A seven-year-old boy was killed after being electrocuted while playing in a pub garden, a court was told.
Harvey Tyrrell suffered a fatal shock at King Harold pub, Romford, east London, when he touched a poorly installed outdoor light on September 11 2018.
The pub’s owner, David Bearman, 73, of Ardleigh Green Road, Hornchurch, east London, was jailed for nine years after previously pleading guilty to gross negligence manslaughter.
The electrician said to have installed the lighting, Bearman’s 74-year-old brother-in-law, Colin Naylor, was jailed for a year after being found guilty of failing to discharge a duty under the Health and Safety at Work Act, following a trial.
Naylor’s trial heard he had installed the lighting circuit around the garden’s perimeter in June 2018, three months before Harvey Tyrell’s death.
Bearman, who suffered an electric shock in the pub’s basement in May 2018, leased the business from Punch Taverns from 2006 before buying the freehold for £900,000 in 2010.
The court heard environmental health inspectors had identified “numerous electrical defects” in 2009.
But the obligation to engage a “competent person” to fix the problems was “never fulfilled by Mr Bearman up and until, the day of Harvey’s death,” prosecutor, Duncan Penny, QC said.
He said: “Harvey Tyrell was electrocuted as a result of the unsafe installation of a lighting unit in that garden combined with a catalogue of electrical failures found in due course during the inspection of that public house by a series of experts who subsequently came to investigate.”
The court heard the lights had significant defects, including a lack of appropriate insulation to prevent water getting in and no earthing at the distribution board from which the circuit was powered.

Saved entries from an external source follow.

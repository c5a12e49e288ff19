//! Single-flight command dispatch to the persistent worker
//!
//! One task owns the [`WorkerChannel`] and a [`CommandQueue`]. Callers talk to
//! it through a [`CommandSerializer`]; submissions are ordered by the time
//! `submit` is called, and at most one command is in flight at any moment.

use std::collections::VecDeque;
use std::future::Future;
use std::pin::Pin;
use std::task::{Context, Poll};

use tokio::sync::{mpsc, oneshot};
use tokio_util::sync::CancellationToken;

use super::cancel::{cancelled, classify_failure};
use super::command::ToolCommand;
use super::error::ProcessError;
use super::worker::WorkerChannel;

/// FIFO of jobs with a single busy flag.
#[derive(Debug)]
pub struct CommandQueue<T> {
    pending: VecDeque<T>,
    busy: bool,
}

impl<T> Default for CommandQueue<T> {
    fn default() -> Self {
        Self {
            pending: VecDeque::new(),
            busy: false,
        }
    }
}

impl<T> CommandQueue<T> {
    pub fn new() -> Self {
        Self::default()
    }

    pub fn enqueue(&mut self, job: T) {
        self.pending.push_back(job);
    }

    /// Place a job ahead of everything queued, but not ahead of the job in
    /// flight.
    pub fn prioritize(&mut self, job: T) {
        self.pending.push_front(job);
    }

    /// Hand out the next job, unless one is already in flight.
    pub fn begin(&mut self) -> Option<T> {
        if self.busy {
            return None;
        }
        let job = self.pending.pop_front()?;
        self.busy = true;
        Some(job)
    }

    pub fn complete(&mut self) {
        self.busy = false;
    }

    pub fn is_busy(&self) -> bool {
        self.busy
    }

    pub fn len(&self) -> usize {
        self.pending.len()
    }

    pub fn is_empty(&self) -> bool {
        self.pending.is_empty()
    }

    pub fn drain(&mut self) -> impl Iterator<Item = T> + '_ {
        self.pending.drain(..)
    }
}

type Reply = oneshot::Sender<Result<String, ProcessError>>;

/// Runs after the worker is torn down by a restart.
pub type RestartHook = Box<dyn Fn() + Send + Sync>;

enum Job {
    Command {
        command: ToolCommand,
        cancellation: Option<CancellationToken>,
        reply: Reply,
    },
    Restart,
    Shutdown {
        done: oneshot::Sender<()>,
    },
}

/// Resolves to the worker's response for one submitted command.
pub struct PendingCommand {
    reply: oneshot::Receiver<Result<String, ProcessError>>,
}

impl Future for PendingCommand {
    type Output = Result<String, ProcessError>;

    fn poll(mut self: Pin<&mut Self>, cx: &mut Context<'_>) -> Poll<Self::Output> {
        Pin::new(&mut self.reply)
            .poll(cx)
            .map(|reply| reply.unwrap_or_else(|_| Err(ProcessError::ServerClosed)))
    }
}

/// Handle to the task that owns the worker.
///
/// Dropping every handle lets the task finish the in-flight command and then
/// tear the worker down.
pub struct CommandSerializer {
    jobs: mpsc::UnboundedSender<Job>,
}

impl CommandSerializer {
    pub fn new(channel: WorkerChannel) -> Self {
        Self::spawn(channel, None)
    }

    pub fn with_restart_hook(channel: WorkerChannel, hook: RestartHook) -> Self {
        Self::spawn(channel, Some(hook))
    }

    fn spawn(channel: WorkerChannel, hook: Option<RestartHook>) -> Self {
        let (jobs, rx) = mpsc::unbounded_channel();
        tokio::spawn(run_serializer(channel, rx, hook));
        Self { jobs }
    }

    pub fn submit(&self, command: ToolCommand) -> PendingCommand {
        self.submit_job(command, None)
    }

    /// Like [`submit`](Self::submit); a cancelled token stops the command
    /// from being dispatched and turns a later failure into `Cancelled`.
    pub fn submit_cancellable(
        &self,
        command: ToolCommand,
        cancellation: CancellationToken,
    ) -> PendingCommand {
        self.submit_job(command, Some(cancellation))
    }

    fn submit_job(
        &self,
        command: ToolCommand,
        cancellation: Option<CancellationToken>,
    ) -> PendingCommand {
        let (reply, rx) = oneshot::channel();
        // On failure the job, and with it the reply sender, is dropped and
        // the pending command resolves to ServerClosed.
        let _ = self.jobs.send(Job::Command {
            command,
            cancellation,
            reply,
        });
        PendingCommand { reply: rx }
    }

    /// Restart the worker before any queued command runs.
    pub fn restart(&self) -> Result<(), ProcessError> {
        self.jobs
            .send(Job::Restart)
            .map_err(|_| ProcessError::ServerClosed)
    }

    /// Stop after the in-flight command. Queued commands fail with
    /// `ServerClosed`.
    pub async fn shutdown(&self) {
        let (done, rx) = oneshot::channel();
        if self.jobs.send(Job::Shutdown { done }).is_ok() {
            let _ = rx.await;
        }
    }

    pub fn is_closed(&self) -> bool {
        self.jobs.is_closed()
    }
}

fn admit(queue: &mut CommandQueue<Job>, job: Job) {
    match job {
        Job::Command { .. } => queue.enqueue(job),
        Job::Restart | Job::Shutdown { .. } => queue.prioritize(job),
    }
}

async fn run_serializer(
    mut channel: WorkerChannel,
    mut rx: mpsc::UnboundedReceiver<Job>,
    restart_hook: Option<RestartHook>,
) {
    let mut queue = CommandQueue::new();

    loop {
        while let Ok(job) = rx.try_recv() {
            admit(&mut queue, job);
        }

        let Some(job) = queue.begin() else {
            match rx.recv().await {
                Some(job) => {
                    admit(&mut queue, job);
                    continue;
                }
                None => break,
            }
        };

        match job {
            Job::Command {
                command,
                cancellation,
                reply,
            } => {
                let result = execute(&mut channel, &command, cancellation.as_ref()).await;
                let _ = reply.send(result);
            }
            Job::Restart => {
                tracing::info!("Restarting worker");
                channel.teardown().await;
                if let Some(hook) = &restart_hook {
                    hook();
                }
            }
            Job::Shutdown { done } => {
                channel.teardown().await;
                rx.close();
                for job in queue.drain() {
                    fail_unstarted(job);
                }
                while let Ok(job) = rx.try_recv() {
                    fail_unstarted(job);
                }
                let _ = done.send(());
                return;
            }
        }
        queue.complete();
    }

    channel.teardown().await;
}

async fn execute(
    channel: &mut WorkerChannel,
    command: &ToolCommand,
    cancellation: Option<&CancellationToken>,
) -> Result<String, ProcessError> {
    if cancellation.is_some_and(CancellationToken::is_cancelled) {
        return Err(cancelled(false));
    }

    match channel.dispatch(command).await {
        Ok(text) => Ok(text),
        Err(e) => {
            // Whatever went wrong, the next command gets a fresh worker.
            channel.teardown().await;
            Err(classify_failure(e, cancellation, false))
        }
    }
}

fn fail_unstarted(job: Job) {
    match job {
        Job::Command { reply, .. } => {
            let _ = reply.send(Err(ProcessError::ServerClosed));
        }
        Job::Restart => {}
        Job::Shutdown { done } => {
            let _ = done.send(());
        }
    }
}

An investigation into Harvey’s death found 12 defects at the pub, which posed a risk of injury including electric shock, and 32 potentially dangerous defects, with one expert describing it as “the most dangerous thing he’s ever seen in 40 years.”
One member of staff described the electrics at the pub as “extension leads plugged into extension leads” and said the circuit would trip intermittently.

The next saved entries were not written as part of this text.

/// Error code registry for toolbridge
///
/// Error codes are organized by category:
/// - 1000-1999: Configuration errors
/// - 4000-4999: Execution errors
/// - 9000-9999: Other errors
#[allow(dead_code)]
pub struct ErrorCode;

impl ErrorCode {
    // Configuration errors (1000-1999)
    pub const CONFIG_GENERIC: u16 = 1000;
    pub const CONFIG_NOT_FOUND: u16 = 1001;
    pub const CONFIG_PARSE_ERROR: u16 = 1007;
    pub const CONFIG_VALIDATION_FAILED: u16 = 1008;

    // Execution errors (4000-4999)
    pub const EXEC_GENERIC: u16 = 4000;
    pub const EXEC_COMMAND_NOT_FOUND: u16 = 4001;
    pub const EXEC_SUBPROCESS_FAILED: u16 = 4003;
    pub const EXEC_INTERRUPTED: u16 = 4006;
    pub const EXEC_SPAWN_FAILED: u16 = 4007;
    pub const EXEC_OUTPUT_ERROR: u16 = 4008;
    pub const EXEC_PROTOCOL_VIOLATION: u16 = 4011;
    pub const EXEC_WORKER_CLOSED: u16 = 4012;

    // Other errors (9000-9999)
    pub const OTHER_GENERIC: u16 = 9000;
    pub const OTHER_INTERNAL: u16 = 9004;
}

/// Get a human-readable description for an error code
pub fn describe_error_code(code: u16) -> &'static str {
    match code {
        // Configuration errors
        1000 => "Generic configuration error",
        1001 => "Configuration file not found",
        1007 => "Failed to parse configuration",
        1008 => "Configuration validation failed",

        // Execution errors
        4000 => "Generic execution error",
        4001 => "Command not found",
        4003 => "Subprocess failed",
        4006 => "Command execution interrupted",
        4007 => "Failed to spawn subprocess",
        4008 => "Command output error",
        4011 => "Worker closed before completing the response",
        4012 => "Command serializer is no longer running",

        // Other errors
        9000 => "Generic error",
        9004 => "Internal error",

        _ => "Unknown error code",
    }
}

The pub’s manager, Kirsty Beard, said the lights in the beer garden had been known to spark and did not have a switch, and were instead operated from the fuse.

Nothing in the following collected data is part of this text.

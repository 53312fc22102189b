use std::collections::HashSet;

use chrono::NaiveDate;
use tracing::debug;
use ulid::Ulid;

use crate::model::{ConnectorFilter, ResourceEntry, ResourceKind};
use crate::observability::AVAILABILITY_QUERIES_TOTAL;
use crate::store::{Predicate, Value, ident_value};

use super::conflict::blocking_state_codes;
use super::{EngineError, ReservationEngine};

impl ReservationEngine {
    /// Resources of `kind` that are active, satisfy `filter`, and carry no
    /// blocking reservation intersecting the requested interval. Optimistic:
    /// the result is correct at query time and re-validated at commit.
    pub async fn list_available(
        &self,
        kind: ResourceKind,
        date: NaiveDate,
        start_slot: Ulid,
        end_slot: Ulid,
        filter: &ConnectorFilter,
    ) -> Result<Vec<ResourceEntry>, EngineError> {
        let span = self.resolve_span(date, start_slot, end_slot).await?;
        metrics::counter!(AVAILABILITY_QUERIES_TOTAL).increment(1);

        let mut predicates = vec![Predicate::Eq("active", Value::Bool(true))];
        if kind == ResourceKind::Projector {
            if filter.require_hdmi {
                predicates.push(Predicate::Eq("hdmi", Value::Bool(true)));
            }
            if filter.require_vga {
                predicates.push(Predicate::Eq("vga", Value::Bool(true)));
            }
        }
        let candidates = self
            .store
            .select(kind.relation(), &["id", "name"], &predicates)
            .await?;
        if candidates.is_empty() {
            return Ok(Vec::new());
        }

        let mut entries = Vec::with_capacity(candidates.len());
        for row in &candidates {
            entries.push(ResourceEntry {
                id: row.ident("id")?,
                name: row.text("name")?.to_string(),
                kind,
            });
        }

        let ids: Vec<Value> = entries.iter().map(|e| ident_value(e.id)).collect();
        let busy_rows = self
            .store
            .select(
                "reservations",
                &["id", kind.reservation_column()],
                &[
                    Predicate::In(kind.reservation_column(), ids),
                    Predicate::Lt("start_instant", Value::from(span.end)),
                    Predicate::Gt("end_instant", Value::from(span.start)),
                    Predicate::In("state", blocking_state_codes()),
                ],
            )
            .await?;

        let mut busy: HashSet<Ulid> = HashSet::new();
        for row in &busy_rows {
            if let Some(id) = row.opt_ident(kind.reservation_column())? {
                busy.insert(id);
            }
        }

        entries.retain(|e| !busy.contains(&e.id));
        entries.sort_by(|a, b| a.name.cmp(&b.name));
        debug!(
            kind = kind.relation(),
            start = span.start,
            end = span.end,
            free = entries.len(),
            "availability computed"
        );
        Ok(entries)
    }
}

Naylor denied any wrongdoing, telling police in an interview that he was an electrician with 50 years’ experience and believed his work to be “first class.”
Bearman’s barrister, Neil Fitzgibbon, said his client’s guilty plea was an acceptance of “full responsibility” for Harvey’s death.
He said Bearman was a “generous family man” behind the “veneer of a colourful character”, who was very close friends with Harvey’s parents and considered the boy as a relative.
He said: “He is a broken man, consumed with guilt about what happened and has, on a number of occasions since this tragedy, tried to take his own life.
“No sentence can undo the wrong he has caused or diminish the guilt he feels and, through me, he apologises from the bottom of his heart for the grief that he has caused all of Harvey’s family… He hopes one day the family can forgive him.”
The boy had been taken to the pub by his mother to join his father and maternal grandfather and was playing in the garden with a friend when he was electrocuted.
His father, Lewis Tyrrell, said in a statement “The day Harvey died he woke up happy and beautiful. At the end of that day, he was dead. It was so sudden we didn’t get time to say final words, to say goodbye."